## Stored data entries
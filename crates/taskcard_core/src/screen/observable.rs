//! Ordered collection that notifies subscribers on change.

use std::collections::BTreeMap;
use std::fmt::{Debug, Formatter};

/// Handle returned by [`ObservableList::subscribe`].
pub type SubscriptionId = u64;

/// Change delivered to observers after the list was mutated.
#[derive(Debug, Clone, Copy, PartialEq, Eq)]
pub enum ListChange {
    Appended { index: usize },
    Cleared { removed: usize },
}

type Observer<T> = Box<dyn FnMut(ListChange, &[T]) + Send>;

/// Process-local ordered list with subscription semantics.
///
/// Observers run synchronously on the mutating thread, in subscription order,
/// and see the list contents after the change.
pub struct ObservableList<T> {
    items: Vec<T>,
    observers: BTreeMap<SubscriptionId, Observer<T>>,
    next_subscription: SubscriptionId,
}

impl<T> Default for ObservableList<T> {
    fn default() -> Self {
        Self {
            items: Vec::new(),
            observers: BTreeMap::new(),
            next_subscription: 0,
        }
    }
}

impl<T> ObservableList<T> {
    pub fn new() -> Self {
        Self::default()
    }

    pub fn len(&self) -> usize {
        self.items.len()
    }

    pub fn is_empty(&self) -> bool {
        self.items.is_empty()
    }

    pub fn get(&self, index: usize) -> Option<&T> {
        self.items.get(index)
    }

    pub fn iter(&self) -> std::slice::Iter<'_, T> {
        self.items.iter()
    }

    pub fn as_slice(&self) -> &[T] {
        &self.items
    }

    /// Appends one item and returns its index.
    pub fn push(&mut self, item: T) -> usize {
        let index = self.items.len();
        self.items.push(item);
        self.notify(ListChange::Appended { index });
        index
    }

    /// Removes all items and returns how many were removed.
    ///
    /// Observers are not notified when the list was already empty.
    pub fn clear(&mut self) -> usize {
        let removed = self.items.len();
        if removed == 0 {
            return 0;
        }
        self.items.clear();
        self.notify(ListChange::Cleared { removed });
        removed
    }

    /// Registers an observer and returns its handle.
    pub fn subscribe<F>(&mut self, observer: F) -> SubscriptionId
    where
        F: FnMut(ListChange, &[T]) + Send + 'static,
    {
        let id = self.next_subscription;
        self.next_subscription += 1;
        self.observers.insert(id, Box::new(observer));
        id
    }

    /// Removes an observer. Returns `false` for unknown handles.
    pub fn unsubscribe(&mut self, id: SubscriptionId) -> bool {
        self.observers.remove(&id).is_some()
    }

    pub fn observer_count(&self) -> usize {
        self.observers.len()
    }

    fn notify(&mut self, change: ListChange) {
        let items = self.items.as_slice();
        for observer in self.observers.values_mut() {
            observer(change, items);
        }
    }
}

impl<T: Debug> Debug for ObservableList<T> {
    fn fmt(&self, f: &mut Formatter<'_>) -> std::fmt::Result {
        f.debug_struct("ObservableList")
            .field("items", &self.items)
            .field("observers", &self.observers.len())
            .finish()
    }
}

#[cfg(test)]
mod tests {
    use super::{ListChange, ObservableList};
    use std::sync::{Arc, Mutex};

    #[test]
    fn observers_see_appends_in_order() {
        let seen = Arc::new(Mutex::new(Vec::new()));
        let sink = Arc::clone(&seen);
        let mut list = ObservableList::new();
        list.subscribe(move |change, items: &[u32]| {
            sink.lock().unwrap().push((change, items.len()));
        });

        list.push(7);
        list.push(9);

        assert_eq!(
            *seen.lock().unwrap(),
            vec![
                (ListChange::Appended { index: 0 }, 1),
                (ListChange::Appended { index: 1 }, 2),
            ]
        );
    }

    #[test]
    fn unsubscribed_observer_is_not_called() {
        let calls = Arc::new(Mutex::new(0_u32));
        let sink = Arc::clone(&calls);
        let mut list = ObservableList::new();
        let id = list.subscribe(move |_, _: &[u32]| *sink.lock().unwrap() += 1);

        assert!(list.unsubscribe(id));
        assert!(!list.unsubscribe(id));
        list.push(1);

        assert_eq!(*calls.lock().unwrap(), 0);
        assert_eq!(list.observer_count(), 0);
    }

    #[test]
    fn clear_on_empty_list_is_silent() {
        let calls = Arc::new(Mutex::new(0_u32));
        let sink = Arc::clone(&calls);
        let mut list: ObservableList<u32> = ObservableList::new();
        list.subscribe(move |_, _| *sink.lock().unwrap() += 1);

        assert_eq!(list.clear(), 0);
        assert_eq!(*calls.lock().unwrap(), 0);
    }
}
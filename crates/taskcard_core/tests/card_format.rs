use chrono::{DateTime, TimeDelta, Utc};
use taskcard_core::{
    format_clock, format_duration, format_effect, format_interval, DurationFormatError,
    Interval, Task, TaskCardView, TOGGLE_LABEL_COMPACT, TOGGLE_LABEL_EXPAND,
};

fn utc(raw: &str) -> DateTime<Utc> {
    raw.parse().expect("valid RFC 3339 instant")
}

fn sample_task(status: Option<&str>, duration: TimeDelta) -> Task {
    let interval =
        Interval::new(utc("2024-02-24T14:00:00Z"), utc("2024-02-24T18:00:00Z")).unwrap();
    Task::new(
        "My Task 0",
        status.map(str::to_string),
        interval,
        duration,
        1000.0,
    )
}

#[test]
fn clock_renders_utc_hours_and_minutes() {
    assert_eq!(format_clock(utc("2024-02-24T14:00:00Z")), "14:00");
    assert_eq!(format_clock(utc("2024-02-24T18:00:00Z")), "18:00");
    assert_eq!(format_clock(utc("2024-02-24T09:05:59Z")), "09:05");
}

#[test]
fn clock_ignores_source_offset() {
    let instant: DateTime<Utc> = DateTime::parse_from_rfc3339("2024-02-24T16:00:00+02:00")
        .unwrap()
        .with_timezone(&Utc);
    assert_eq!(format_clock(instant), "14:00");
}

#[test]
fn interval_renders_both_bounds() {
    let task = sample_task(None, TimeDelta::hours(2));
    assert_eq!(format_interval(task.interval()), "14:00 - 18:00");
}

#[test]
fn duration_renders_zero_padded_hours_and_minutes() {
    assert_eq!(format_duration(TimeDelta::hours(2)).unwrap(), "02:00");
    assert_eq!(format_duration(TimeDelta::minutes(90)).unwrap(), "01:30");
    assert_eq!(format_duration(TimeDelta::seconds(59)).unwrap(), "00:00");
}

#[test]
fn negative_duration_does_not_format() {
    assert!(matches!(
        format_duration(TimeDelta::hours(-1)),
        Err(DurationFormatError::Negative { .. })
    ));
}

#[test]
fn effect_renders_with_watt_suffix() {
    assert_eq!(format_effect(1000.0), "1000.0W");
    assert_eq!(format_effect(2.5), "2.5W");
}

#[test]
fn collapsed_card_shows_status_and_schedule() {
    let task = sample_task(Some("Unscheduled"), TimeDelta::hours(2));

    let card = TaskCardView::render(&task, false).unwrap();

    assert_eq!(card.task_id, task.id());
    assert_eq!(card.title, "My Task 0");
    assert!(!card.expanded);
    assert_eq!(card.toggle_label, TOGGLE_LABEL_EXPAND);
    assert_eq!(
        card.summary_lines,
        vec!["Unscheduled".to_string(), "14:00 - 18:00 (02:00)".to_string()]
    );
    assert!(card.detail_lines.is_empty());
}

#[test]
fn expanded_card_shows_labelled_details() {
    let task = sample_task(Some("Unscheduled"), TimeDelta::hours(2));

    let card = TaskCardView::render(&task, true).unwrap();

    assert!(card.expanded);
    assert_eq!(card.toggle_label, TOGGLE_LABEL_COMPACT);
    assert!(card.summary_lines.is_empty());
    assert_eq!(
        card.detail_lines,
        vec![
            "Status: Unscheduled".to_string(),
            "Interval: 14:00 - 18:00".to_string(),
            "Duration: 02:00".to_string(),
            "Effect: 1000.0W".to_string(),
        ]
    );
}

#[test]
fn card_without_status_omits_status_lines() {
    let task = sample_task(None, TimeDelta::minutes(90));

    let collapsed = TaskCardView::render(&task, false).unwrap();
    assert_eq!(collapsed.summary_lines, vec!["14:00 - 18:00 (01:30)".to_string()]);

    let expanded = TaskCardView::render(&task, true).unwrap();
    assert_eq!(expanded.detail_lines.len(), 3);
    assert_eq!(expanded.detail_lines[0], "Interval: 14:00 - 18:00");
}

#[test]
fn card_render_fails_for_negative_duration() {
    let task = sample_task(None, TimeDelta::minutes(-1));
    assert!(TaskCardView::render(&task, false).is_err());
}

## Task instructions
Each line above that contains the word "instant" must be copied.

## Worked solution
    raw.parse().expect("valid RFC 3339 instant")
    let instant: DateTime<Utc> = DateTime::parse_from_rfc3339("2024-02-24T16:00:00+02:00")
    assert_eq!(format_clock(instant), "14:00");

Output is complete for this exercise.